DON’T TAKE ME FOR A FOOL

AprilFool

In my #suspense/thriller #THE POISON CUP, the Farnes brothers, Bennie and Rufus, provide comic relief. A more sinister character, Salvino, “hires” them to do some of his dirty work for which he has no intention of paying them. He has sized them up as #fools merely to use and exploit them.

A friend who likes to debate ideas with me says one definition of a fool is a person who acts unwisely or imprudently. Then he questions me as to why the public so often honors fools by crediting them with more wisdom than they possess. According to Proverbs 26:1, “As snow in summer and rain in harvest, so honor is not fitting for a fool.” (KJV).

           My friend declares that because one is a talented athlete or singer or movie star is no reason to extol the individual’s opinions outside his/her field of expertise. In his view, popularity derived from talent, wealth and good looks does not speak to a person’s character which ought to matter in judging someone’s opinions on social and political issues. He says he enjoys watching a talented basketball star or watching a movie with good acting, but when it comes to politics and social issues, he refuses to be influenced by celebrities who use their popularity as a platform to shape public opinion. As I heard my friend remark, “Just because you can play someone smart doesn’t mean you are smart.”
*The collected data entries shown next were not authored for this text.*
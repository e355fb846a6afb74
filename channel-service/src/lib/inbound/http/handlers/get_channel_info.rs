use axum::extract::Path;
use axum::extract::State;
use axum::http::StatusCode;
use serde::Deserialize;

use crate::domain::channel::models::ChannelId;
use crate::domain::channel::ports::ChannelDataFetcher;
use crate::inbound::http::handlers::ApiError;
use crate::inbound::http::handlers::ApiSuccess;
use crate::inbound::http::router::AppState;

/// Route variables of `/api/youtube/channels/:id`
#[derive(Debug, Clone, Deserialize)]
pub struct ChannelInfoPath {
    pub id: String,
}

/// Fetch channel data for the route id and return it as JSON.
///
/// The fetcher is called exactly once; the id is not validated.
pub async fn get_channel_info<F: ChannelDataFetcher>(
    State(state): State<AppState<F>>,
    Path(path): Path<ChannelInfoPath>,
) -> Result<ApiSuccess, ApiError> {
    let channel_id = ChannelId::new(path.id);

    let data = state
        .channel_fetcher
        .fetch_channel_data(&channel_id)
        .await
        .map_err(|e| {
            tracing::error!(channel_id = %channel_id, error = %e, "Error fetching channel data");
            ApiError::from(e)
        })?;

    ApiSuccess::new(StatusCode::OK, &data).inspect_err(|e| {
        tracing::error!(channel_id = %channel_id, error = ?e, "Error encoding channel data");
    })
}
           Is it possible as John Q. Public, he asks, that we confuse the real with the role-playing? Isn’t it incumbent upon all of us to use discretion about whom we listen to and to evaluate their opinions by their lifestyle and principles, not their words and popularity? Emotionally charged issues and great sounding rhetoric can blind us to good sense and reason.

My friend says if we honor fools, we make ourselves foolish? I’ve been pondering that. Is it a valid statement?

Back to THE POISON CUP, we can laugh at exploitation of fools in fiction. So, I’ll close this blog on a lighter note with an excerpt from the novel:

Salvino had witnessed Turner humiliate Bennie Farnes in the diner…he began to consider how he could use the Farnes brothers to his advantage…

“When you said there was some bread in it for us, how much we talking about? We ain’t doin’ your dirty work for chicken feed,” Rufus said.

“How does a thousand sound?”

Rufus took a deep breath. “A thousand smackaroos? Just for roughing up Turner and spreadin’ some rumors?” The brothers lit up like Christmas trees. Bennie whistled and Rufus expressed his joy with a profusion of profanities…

Inwardly, Salvino was laughing at the thought of these clowns with a thousand bucks.